Prabowo dijagokan oleh koalisi Partai Gerindra, PKB, PBB, PAN, dan Partai Golkar. Semuanya merupakan parpol koalisi pemerintahan Jokowi.
Ganjar dijagokan oleh PDIP, parpol pengusung Jokowi pada dua kali pemilihan wali kota Solo, pemilihan gubernur DKI, dan dua kali pilres. Ganjar juga didukung parpol pendukung pemerintahan Jokowi, di antaranya PPP, Perindo, Partai Hanura.
Memang belum resmi. Pendaftaran pasangan bakal capres-cawapres akan dibuka oleh KPU pada 19 Oktober 2023-25 November 2023.
Ibarat perkawinan, baru pacaran. Belum ada akad nikah, belum ada janur melengkung. Berbagai kemungkinan bisa terjadi.
Lalu, apa makna dua peristiwa di Pekalongan itu?
Di buku yang sudah tergolong klasik, yang berjudul Refleksi Paham Kekuasaan Jawa dalam Indonesia Modern (1986), Fachry Ali melihat prinsip keselarasan (harmoni) yang menjadi inti hidup Jawa dengan sendirinya melahirkan gejala pemusatan kekuasaan.

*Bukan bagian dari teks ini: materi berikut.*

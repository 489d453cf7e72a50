//! Spice Core - Domain types and traits
//!
//! This crate provides the foundational types shared by the Spice cache
//! controller and its key-value backends: the operation kinds, the resource
//! abstraction, the stored entry envelope and the error taxonomy.

pub mod entry;
pub mod error;
pub mod operation;
pub mod resource;

pub use entry::CacheEntry;
pub use error::{DecodeError, SyncError, SyncResult, TransportError};
pub use operation::Operation;
pub use resource::Resource;

/// Returns the crate version.
pub fn version() -> &'static str {
    env!("CARGO_PKG_VERSION")
}
//! Resource abstraction.

use std::sync::Arc;

/// A remote resource whose identity derives the cache key.
///
/// The only contract is a stable locator, typically the URL the transport
/// would hit for a read.
///
/// # Example
///
/// ```
/// use spice_core::Resource;
///
/// struct User {
///     id: u64,
/// }
///
/// impl Resource for User {
///     fn locator(&self) -> String {
///         format!("/users/{}", self.id)
///     }
/// }
///
/// assert_eq!(User { id: 7 }.locator(), "/users/7");
/// assert_eq!("theUrl".locator(), "theUrl");
/// ```
pub trait Resource: Send + Sync {
    /// Returns the stable locator of this resource.
    fn locator(&self) -> String;
}

impl Resource for str {
    fn locator(&self) -> String {
        self.to_string()
    }
}

impl Resource for String {
    fn locator(&self) -> String {
        self.clone()
    }
}

impl<T: Resource + ?Sized> Resource for &T {
    fn locator(&self) -> String {
        (**self).locator()
    }
}

impl<T: Resource + ?Sized> Resource for Arc<T> {
    fn locator(&self) -> String {
        (**self).locator()
    }
}

impl<T: Resource + ?Sized> Resource for Box<T> {
    fn locator(&self) -> String {
        (**self).locator()
    }
}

Kekuasaan yang terbagi-bagi atau terpencar-pencar akan menyebabkan timbulnya ketidakteraturan dan mengundang berbagai konflik.
Menurut Fachry Ali, Orde Baru yang dikomandani Presiden Soeharto merupakan representasi paham kekuasaan Jawa. Soeharto tidak suka kekuasaan yang terpencar-pencar. Ia menyerapnya secara lahir (kelembagaan) dan batin (ideologi).
Restrukturisasi kelembagaan politik dan pengasastunggalan ideologi kepartaian dilakukan. Lawan politik, “liyan” (the others) dibungkam dan disingkirkan dari panggung politik resmi.
Tak boleh ada suara lain di masyarakat. Surat kabar, majalah, media massa yang bersuara lain diberedel. Benar, tak ada suara sumbang. Namun, menurut saya, yang terjadi bukan “keselarasan”, melainkan “keseragaman”.